» Exercise prompt
Print the data that follows again, keeping every line exact.

» Data provided
☆ ☆ ☆
impl ReportService {
    #[must_use]
    pub fn new(
        database: Arc<Database>,
        youtube: Arc<YouTubeClient>,
        transcript: Arc<TranscriptClient>,
        llm: Arc<LlmService>,
        scorer: SentimentScorer,
        cache: CacheConfig,
    ) -> Self {
        let aggregator = Aggregator::new(scorer.clone());
        Self {
            database,
            youtube,
            transcript,
            llm,
            scorer,
            aggregator,
            cache,
        }
    }

    /// Aggregate stored comments into the per-video summary, no LLM involved
    pub async fn summary(&self, video_id: &str) -> Result<VideoSummary> {
        require_video_id(video_id)?;
        let comments = self.database.find_comments(video_id).await?;
        info!(
            "📚 Aggregating {} stored comments for video {}",
            comments.len(),
            video_id
        );
        Ok(self.aggregator.summarize(&comments))
    }

    /// Build the creator wellbeing report: lexical metrics plus narrative
    pub async fn health_report(&self, video_id: &str) -> Result<HealthReport> {
        require_video_id(video_id)?;
        let cache_key = format!("health_{video_id}");

        if let Some(entry) = self.database.get_cache(&cache_key).await? {
            if let Ok(mut report) = serde_json::from_value::<HealthReport>(entry.data) {
                info!("✅ Returning cached health report for video {}", video_id);
                report.cached = true;
                return Ok(report);
            }
            // A stale shape in the cache is treated as a miss
            warn!("Cached health report for {} has an unreadable shape", video_id);
        }

        let comments = self.database.find_comments(video_id).await?;
        info!(
            "🔍 Analyzing creator health for video {} ({} comments)",
            video_id,
            comments.len()
        );

        let transcript = self.transcript.fetch_or_unavailable(video_id).await;
        let transcript_text = transcript.text().unwrap_or_default().to_string();
        let transcript_analysis = self.scorer.analyze(&transcript_text);
        let audience = self.aggregator.summarize(&comments).patterns;

        let metrics = HealthMetrics {
            transcript_sentiment: TranscriptSentiment {
                sentiment: transcript_analysis.sentiment,
                score: transcript_analysis.score,
                stress_level: transcript_analysis.patterns.burnout_risk,
                positive_patterns: transcript_analysis.matches.positive_emotions.clone(),
                negative_patterns: transcript_analysis.matches.negative_emotions.clone(),
                stress_signals: transcript_analysis.matches.burnout.clone(),
            },
            comment_sentiment: CommentSentiment {
                average: audience.emotional_state,
                stress_level: audience.burnout_risk,
                total_comments: comments.len(),
            },
            transcript_available: matches!(transcript, TranscriptOutcome::Available(_)),
        };

        let prompt = health_prompt(&transcript, &transcript_analysis, &audience, &comments);
        let report = match self
            .llm
            .complete(
                ReportPrompts::health_system(),
                &prompt,
                CompletionParams {
                    temperature: 0.7,
                    max_tokens: 1500,
                },
            )
            .await
        {
            Ok(completion) => HealthReport {
                video_id: video_id.to_string(),
                metrics,
                narrative: Some(completion.text),
                narrative_error: None,
                model: Some(completion.model),
                cached: false,
            },
            Err(err) => {
                // Metrics still go out; the narrative failure stays visible
                warn!("⚠️ Narrative generation failed for {}: {}", video_id, err);
                HealthReport {
                    video_id: video_id.to_string(),
                    metrics,
                    narrative: None,
                    narrative_error: Some(err.to_string()),
                    model: None,
                    cached: false,
                }
            }
        };

        // Only successful narratives are worth caching; a failed report
        // should be retried on the next request
        if report.narrative.is_some() {
            let data = serde_json::to_value(&report)?;
            self.database
                .put_cache(&cache_key, &data, self.cache.health_report_ttl_hours)
                .await?;
        }

        Ok(report)
    }

    /// Generate the LLM content analysis for one video
    pub async fn content_analysis(&self, video_id: &str) -> Result<ContentAnalysis> {
        require_video_id(video_id)?;
        let cache_key = format!("analysis_{video_id}");

        if let Some(entry) = self.database.get_cache(&cache_key).await? {
            if let Ok(mut analysis) = serde_json::from_value::<ContentAnalysis>(entry.data) {
                info!("✅ Returning cached content analysis for video {}", video_id);
                analysis.cached = true;
                return Ok(analysis);
            }
            warn!(
                "Cached content analysis for {} has an unreadable shape",
                video_id
            );
        }

        let details = self.youtube.video_details(video_id).await?;
        let comments = self.database.find_comments(video_id).await?;
        let transcript = self.transcript.fetch_or_unavailable(video_id).await;

        let distribution = self.aggregator.summarize(&comments).sentiment_distribution;

        let mut values = HashMap::new();
        values.insert("title".to_string(), details.title);
        values.insert("channel".to_string(), details.channel);
        values.insert("views".to_string(), details.views.to_string());
        values.insert("likes".to_string(), details.likes.to_string());
        values.insert("subscribers".to_string(), details.subscribers.to_string());
        values.insert("comment_count".to_string(), comments.len().to_string());
        values.insert(
            "positive_count".to_string(),
            distribution.positive.to_string(),
        );
        values.insert("neutral_count".to_string(), distribution.neutral.to_string());
        values.insert(
            "negative_count".to_string(),
            distribution.negative.to_string(),
        );
        values.insert(
            "transcript".to_string(),
            match &transcript {
                // Keep the prompt inside token limits
                TranscriptOutcome::Available(text) => excerpt(text, 6000),
                TranscriptOutcome::Unavailable(reason) => {
                    format!("No transcript available. Reason: {reason}")
                }
            },
        );

        let prompt = ReportPrompts::content_analysis().render(&values);
        let completion = self
            .llm
            .complete(
                ReportPrompts::content_analysis_system(),
                &prompt,
                CompletionParams {
                    temperature: 0.5,
                    max_tokens: 1500,
                },
            )
            .await?;

        let analysis = ContentAnalysis {
            video_id: video_id.to_string(),
            analysis: completion.text,
            model: completion.model,
            comment_count: comments.len(),
            transcript_available: matches!(transcript, TranscriptOutcome::Available(_)),
            cached: false,
        };

        let data = serde_json::to_value(&analysis)?;
        self.database
            .put_cache(&cache_key, &data, self.cache.analysis_ttl_hours)
            .await?;

        Ok(analysis)
    }

    /// Answer a creator question against whatever context was provided
    pub async fn chat(&self, context: &ChatContext) -> Result<ChatAnswer> {
        if context.question.trim().is_empty() {
            return Err(TubePulseError::InvalidRequest(
                "question is required".to_string(),
            ));
        }

        let mut values = HashMap::new();
        values.insert(
            "transcript_status".to_string(),
            match &context.transcript {
                Some(text) if !text.trim().is_empty() => {
                    format!("Available ({} characters)", text.len())
                }
                _ => "No transcript available.".to_string(),
            },
        );
        values.insert(
            "sentiment_status".to_string(),
            context.sentiment.map_or_else(
                || "No sentiment data available.".to_string(),
                |s| {
                    format!(
                        "Sentiment analysis: {}% positive, {}% neutral, {}% negative.",
                        s.positive, s.neutral, s.negative
                    )
                },
            ),
        );
        values.insert(
            "analysis_status".to_string(),
            match &context.analysis {
                Some(text) if !text.trim().is_empty() => {
                    format!("Available ({} characters)", text.len())
                }
                _ => "No analysis available.".to_string(),
            },
        );

        let system = ReportPrompts::chat_system().render(&values);
        let completion = self
            .llm
            .complete(
                &system,
                &context.question,
                CompletionParams {
                    temperature: 0.7,
                    max_tokens: 800,
                },
            )
            .await?;

        Ok(ChatAnswer {
            answer: completion.text,
            model: completion.model,
        })
    }
}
☆ ☆ ☆
» Task output
impl ReportService {
    #[must_use]
    pub fn new(
        database: Arc<Database>,
        youtube: Arc<YouTubeClient>,
        transcript: Arc<TranscriptClient>,
        llm: Arc<LlmService>,
        scorer: SentimentScorer,
        cache: CacheConfig,
    ) -> Self {
        let aggregator = Aggregator::new(scorer.clone());
        Self {
            database,
            youtube,
            transcript,
            llm,
            scorer,
            aggregator,
            cache,
        }
    }

    /// Aggregate stored comments into the per-video summary, no LLM involved
    pub async fn summary(&self, video_id: &str) -> Result<VideoSummary> {
        require_video_id(video_id)?;
        let comments = self.database.find_comments(video_id).await?;
        info!(
            "📚 Aggregating {} stored comments for video {}",
            comments.len(),
            video_id
        );
        Ok(self.aggregator.summarize(&comments))
    }

    /// Build the creator wellbeing report: lexical metrics plus narrative
    pub async fn health_report(&self, video_id: &str) -> Result<HealthReport> {
        require_video_id(video_id)?;
        let cache_key = format!("health_{video_id}");

        if let Some(entry) = self.database.get_cache(&cache_key).await? {
            if let Ok(mut report) = serde_json::from_value::<HealthReport>(entry.data) {
                info!("✅ Returning cached health report for video {}", video_id);
                report.cached = true;
                return Ok(report);
            }
            // A stale shape in the cache is treated as a miss
            warn!("Cached health report for {} has an unreadable shape", video_id);
        }

        let comments = self.database.find_comments(video_id).await?;
        info!(
            "🔍 Analyzing creator health for video {} ({} comments)",
            video_id,
            comments.len()
        );

        let transcript = self.transcript.fetch_or_unavailable(video_id).await;
        let transcript_text = transcript.text().unwrap_or_default().to_string();
        let transcript_analysis = self.scorer.analyze(&transcript_text);
        let audience = self.aggregator.summarize(&comments).patterns;

        let metrics = HealthMetrics {
            transcript_sentiment: TranscriptSentiment {
                sentiment: transcript_analysis.sentiment,
                score: transcript_analysis.score,
                stress_level: transcript_analysis.patterns.burnout_risk,
                positive_patterns: transcript_analysis.matches.positive_emotions.clone(),
                negative_patterns: transcript_analysis.matches.negative_emotions.clone(),
                stress_signals: transcript_analysis.matches.burnout.clone(),
            },
            comment_sentiment: CommentSentiment {
                average: audience.emotional_state,
                stress_level: audience.burnout_risk,
                total_comments: comments.len(),
            },
            transcript_available: matches!(transcript, TranscriptOutcome::Available(_)),
        };

        let prompt = health_prompt(&transcript, &transcript_analysis, &audience, &comments);
        let report = match self
            .llm
            .complete(
                ReportPrompts::health_system(),
                &prompt,
                CompletionParams {
                    temperature: 0.7,
                    max_tokens: 1500,
                },
            )
            .await
        {
            Ok(completion) => HealthReport {
                video_id: video_id.to_string(),
                metrics,
                narrative: Some(completion.text),
                narrative_error: None,
                model: Some(completion.model),
                cached: false,
            },
            Err(err) => {
                // Metrics still go out; the narrative failure stays visible
                warn!("⚠️ Narrative generation failed for {}: {}", video_id, err);
                HealthReport {
                    video_id: video_id.to_string(),
                    metrics,
                    narrative: None,
                    narrative_error: Some(err.to_string()),
                    model: None,
                    cached: false,
                }
            }
        };

        // Only successful narratives are worth caching; a failed report
        // should be retried on the next request
        if report.narrative.is_some() {
            let data = serde_json::to_value(&report)?;
            self.database
                .put_cache(&cache_key, &data, self.cache.health_report_ttl_hours)
                .await?;
        }

        Ok(report)
    }

    /// Generate the LLM content analysis for one video
    pub async fn content_analysis(&self, video_id: &str) -> Result<ContentAnalysis> {
        require_video_id(video_id)?;
        let cache_key = format!("analysis_{video_id}");

        if let Some(entry) = self.database.get_cache(&cache_key).await? {
            if let Ok(mut analysis) = serde_json::from_value::<ContentAnalysis>(entry.data) {
                info!("✅ Returning cached content analysis for video {}", video_id);
                analysis.cached = true;
                return Ok(analysis);
            }
            warn!(
                "Cached content analysis for {} has an unreadable shape",
                video_id
            );
        }

        let details = self.youtube.video_details(video_id).await?;
        let comments = self.database.find_comments(video_id).await?;
        let transcript = self.transcript.fetch_or_unavailable(video_id).await;

        let distribution = self.aggregator.summarize(&comments).sentiment_distribution;

        let mut values = HashMap::new();
        values.insert("title".to_string(), details.title);
        values.insert("channel".to_string(), details.channel);
        values.insert("views".to_string(), details.views.to_string());
        values.insert("likes".to_string(), details.likes.to_string());
        values.insert("subscribers".to_string(), details.subscribers.to_string());
        values.insert("comment_count".to_string(), comments.len().to_string());
        values.insert(
            "positive_count".to_string(),
            distribution.positive.to_string(),
        );
        values.insert("neutral_count".to_string(), distribution.neutral.to_string());
        values.insert(
            "negative_count".to_string(),
            distribution.negative.to_string(),
        );
        values.insert(
            "transcript".to_string(),
            match &transcript {
                // Keep the prompt inside token limits
                TranscriptOutcome::Available(text) => excerpt(text, 6000),
                TranscriptOutcome::Unavailable(reason) => {
                    format!("No transcript available. Reason: {reason}")
                }
            },
        );

        let prompt = ReportPrompts::content_analysis().render(&values);
        let completion = self
            .llm
            .complete(
                ReportPrompts::content_analysis_system(),
                &prompt,
                CompletionParams {
                    temperature: 0.5,
                    max_tokens: 1500,
                },
            )
            .await?;

        let analysis = ContentAnalysis {
            video_id: video_id.to_string(),
            analysis: completion.text,
            model: completion.model,
            comment_count: comments.len(),
            transcript_available: matches!(transcript, TranscriptOutcome::Available(_)),
            cached: false,
        };

        let data = serde_json::to_value(&analysis)?;
        self.database
            .put_cache(&cache_key, &data, self.cache.analysis_ttl_hours)
            .await?;

        Ok(analysis)
    }

    /// Answer a creator question against whatever context was provided
    pub async fn chat(&self, context: &ChatContext) -> Result<ChatAnswer> {
        if context.question.trim().is_empty() {
            return Err(TubePulseError::InvalidRequest(
                "question is required".to_string(),
            ));
        }

        let mut values = HashMap::new();
        values.insert(
            "transcript_status".to_string(),
            match &context.transcript {
                Some(text) if !text.trim().is_empty() => {
                    format!("Available ({} characters)", text.len())
                }
                _ => "No transcript available.".to_string(),
            },
        );
        values.insert(
            "sentiment_status".to_string(),
            context.sentiment.map_or_else(
                || "No sentiment data available.".to_string(),
                |s| {
                    format!(
                        "Sentiment analysis: {}% positive, {}% neutral, {}% negative.",
                        s.positive, s.neutral, s.negative
                    )
                },
            ),
        );
        values.insert(
            "analysis_status".to_string(),
            match &context.analysis {
                Some(text) if !text.trim().is_empty() => {
                    format!("Available ({} characters)", text.len())
                }
                _ => "No analysis available.".to_string(),
            },
        );

        let system = ReportPrompts::chat_system().render(&values);
        let completion = self
            .llm
            .complete(
                &system,
                &context.question,
                CompletionParams {
                    temperature: 0.7,
                    max_tokens: 800,
                },
            )
            .await?;

        Ok(ChatAnswer {
            answer: completion.text,
            model: completion.model,
        })
    }
}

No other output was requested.